Salidroside attenuates cognitive deficits induced by chronic cerebral hypoperfusion via modulating microglial phenotypic transformation in mice.

Abstract

BACKGROUND: Chronic cerebral hypoperfusion (CCH) is a significant contributor to vascular cognitive impairment (VCI), often linked to cortical and hippocampal damage. This study investigates the therapeutic potential of salidroside (SLDS) in mitigating CCH-induced brain injury by modulating microglial activation and inflammatory responses. METHODS: We established a CCH model in mice using the 0.16/0.18 mm bilateral common carotid artery stenosis (BCAS) procedure. We assessed cerebral blood flow (CBF) via laser speckle contrast imaging, while neuropathology was evaluated through Nissl staining and immunofluorescence (IF) experiments. Cognitive deficits were measured using the Morris water maze test. Neuronal apoptosis and neuroinflammation were examined through IF, ELISA, and qRT-PCR. RESULTS: BCAS-induced hypoperfusion resulted in a marked reduction in CBF, increased neuronal apoptosis, and significant cognitive deficits. SLDS treatment effectively countered these effects by shifting microglial polarization from a pro-inflammatory M1 phenotype to an anti-inflammatory M2 phenotype, reducing pro-inflammatory cytokine levels, and enhancing neuronal survival.

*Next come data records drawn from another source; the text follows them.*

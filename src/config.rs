use crate::error::{AuctionBuilderError, Result};
use auction_builder_common::layout::{BUTTONS_PER_PAGE, SOCIAL_PAGES};
use auction_builder_common::{HotkeySlot, LegacySettings};
use serde::{Deserialize, Serialize};
use std::path::{Path, PathBuf};
use std::time::Duration;

pub const DEFAULT_AUCTION_URL: &str = "https://eqtunnelauctions.com/item.php";

#[derive(Debug, Clone, Serialize, Deserialize)]
#[serde(rename_all = "camelCase", default)]
pub struct Config {
    /// Zealのインベントリ出力（*-Inventory.txt）
    pub inventory_path: String,
    /// キャラクターiniファイル（*_pq.proj.ini）
    pub ini_path: String,
    pub hotkey_page: u32,
    pub hotkey_button: u32,
    /// 平均に使う落札件数
    pub auction_count: usize,
    pub auction_url: String,
    pub timeout_seconds: u64,
    pub accept_invalid_certs: bool,
    pub exclusions: Vec<String>,
}

impl Default for Config {
    fn default() -> Self {
        Self {
            inventory_path: String::new(),
            ini_path: String::new(),
            hotkey_page: 1,
            hotkey_button: 1,
            auction_count: 5,
            auction_url: DEFAULT_AUCTION_URL.into(),
            timeout_seconds: 30,
            accept_invalid_certs: false,
            exclusions: Vec::new(),
        }
    }
}

/// コマンドラインからの一時的な上書き
#[derive(Debug, Clone, Default)]
pub struct Overrides {
    pub inventory: Option<PathBuf>,
    pub ini: Option<PathBuf>,
    pub page: Option<u32>,
    pub button: Option<u32>,
    pub auctions: Option<usize>,
}

/// 価格取得の設定
#[derive(Debug, Clone)]
pub struct FetchSettings {
    pub base_url: String,
    pub timeout: Duration,
    pub accept_invalid_certs: bool,
}

/// インポート実行時の設定（検証済み）
#[derive(Debug, Clone)]
pub struct ImportSettings {
    pub inventory_path: PathBuf,
    pub auction_count: usize,
    pub exclusions: Vec<String>,
    pub fetch: FetchSettings,
}

/// エクスポート実行時の設定（検証済み）
#[derive(Debug, Clone)]
pub struct ExportSettings {
    pub ini_path: PathBuf,
    pub slot: HotkeySlot,
}

impl Config {
    pub fn load() -> Result<Self> {
        Self::load_from(&Self::config_path()?)
    }

    pub fn load_from(config_path: &Path) -> Result<Self> {
        if config_path.exists() {
            let content = std::fs::read_to_string(config_path)?;
            let config: Config = serde_json::from_str(&content)?;
            Ok(config)
        } else {
            Ok(Self::default())
        }
    }

    pub fn save(&self) -> Result<()> {
        self.save_to(&Self::config_path()?)
    }

    pub fn save_to(&self, config_path: &Path) -> Result<()> {
        if let Some(parent) = config_path.parent() {
            std::fs::create_dir_all(parent)?;
        }

        let content = serde_json::to_string_pretty(self)?;
        std::fs::write(config_path, content)?;
        Ok(())
    }

    pub fn config_path() -> Result<PathBuf> {
        let home = dirs::home_dir().ok_or_else(|| {
            AuctionBuilderError::InvalidConfiguration("ホームディレクトリが見つかりません".into())
        })?;
        Ok(home.join(".config").join("auction-builder").join("config.json"))
    }

    pub fn with_overrides(&self, overrides: &Overrides) -> Self {
        let mut config = self.clone();
        if let Some(path) = &overrides.inventory {
            config.inventory_path = path.display().to_string();
        }
        if let Some(path) = &overrides.ini {
            config.ini_path = path.display().to_string();
        }
        if let Some(page) = overrides.page {
            config.hotkey_page = page;
        }
        if let Some(button) = overrides.button {
            config.hotkey_button = button;
        }
        if let Some(auctions) = overrides.auctions {
            config.auction_count = auctions;
        }
        config
    }

    pub fn import_settings(&self) -> Result<ImportSettings> {
        let mut problems = Vec::new();
        if self.inventory_path.trim().is_empty() {
            problems.push("インベントリファイル (inventoryPath) が未設定".to_string());
        }
        if self.auction_count == 0 {
            problems.push("落札件数 (auctionCount) は1以上".to_string());
        }
        if self.auction_url.trim().is_empty() {
            problems.push("オークションURL (auctionUrl) が未設定".to_string());
        }
        if self.timeout_seconds == 0 {
            problems.push("タイムアウト (timeoutSeconds) は1以上".to_string());
        }
        check(problems)?;

        Ok(ImportSettings {
            inventory_path: PathBuf::from(self.inventory_path.trim()),
            auction_count: self.auction_count,
            exclusions: self.exclusions.clone(),
            fetch: FetchSettings {
                base_url: self.auction_url.trim().to_string(),
                timeout: Duration::from_secs(self.timeout_seconds),
                accept_invalid_certs: self.accept_invalid_certs,
            },
        })
    }

    pub fn export_settings(&self) -> Result<ExportSettings> {
        let mut problems = Vec::new();
        if self.ini_path.trim().is_empty() {
            problems.push("iniファイル (iniPath) が未設定".to_string());
        }
        problems.extend(self.slot_problems());
        check(problems)?;

        Ok(ExportSettings {
            ini_path: PathBuf::from(self.ini_path.trim()),
            slot: HotkeySlot::new(self.hotkey_page, self.hotkey_button),
        })
    }

    /// 検証済みのマクロ開始位置（プレビュー用、iniは不要）
    pub fn hotkey_slot(&self) -> Result<HotkeySlot> {
        check(self.slot_problems())?;
        Ok(HotkeySlot::new(self.hotkey_page, self.hotkey_button))
    }

    fn slot_problems(&self) -> Vec<String> {
        let mut problems = Vec::new();
        if !(1..=SOCIAL_PAGES).contains(&self.hotkey_page) {
            problems.push(format!("ホットキーページ (hotkeyPage) は1〜{}", SOCIAL_PAGES));
        }
        if !(1..=BUTTONS_PER_PAGE).contains(&self.hotkey_button) {
            problems.push(format!("ホットキーボタン (hotkeyButton) は1〜{}", BUTTONS_PER_PAGE));
        }
        problems
    }

    /// 除外リストに追加（既存は無視）し、追加件数を返す
    pub fn add_exclusions<I, S>(&mut self, names: I) -> usize
    where
        I: IntoIterator<Item = S>,
        S: Into<String>,
    {
        let mut added = 0;
        for name in names {
            let name = name.into();
            let name = name.trim();
            if name.is_empty() || self.exclusions.iter().any(|e| e == name) {
                continue;
            }
            self.exclusions.push(name.to_string());
            added += 1;
        }
        added
    }

    /// 除外リストから削除し、削除件数を返す
    pub fn remove_exclusions(&mut self, names: &[String]) -> usize {
        let before = self.exclusions.len();
        self.exclusions.retain(|e| !names.iter().any(|n| n.trim() == e.as_str()));
        before - self.exclusions.len()
    }

    /// 旧形式settingsの内容を取り込む
    pub fn apply_legacy(&mut self, legacy: LegacySettings) -> usize {
        self.hotkey_page = legacy.hotkey_page;
        self.hotkey_button = legacy.hotkey_button;
        self.auction_count = legacy.auction_count;
        self.inventory_path = legacy.inventory_path;
        self.ini_path = legacy.ini_path;
        self.add_exclusions(legacy.exclusions)
    }
}

fn check(problems: Vec<String>) -> Result<()> {
    if problems.is_empty() {
        Ok(())
    } else {
        Err(AuctionBuilderError::InvalidConfiguration(problems.join(", ")))
    }
}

CONCLUSION: SLDS demonstrates strong neuroprotective potential against CCH-induced brain injury by reducing inflammation and preventing neuronal apoptosis. These findings highlight the promise of SLDS as a therapeutic agent for chronic cerebrovascular disorders, warranting further investigation into its molecular mechanisms and clinical applicability.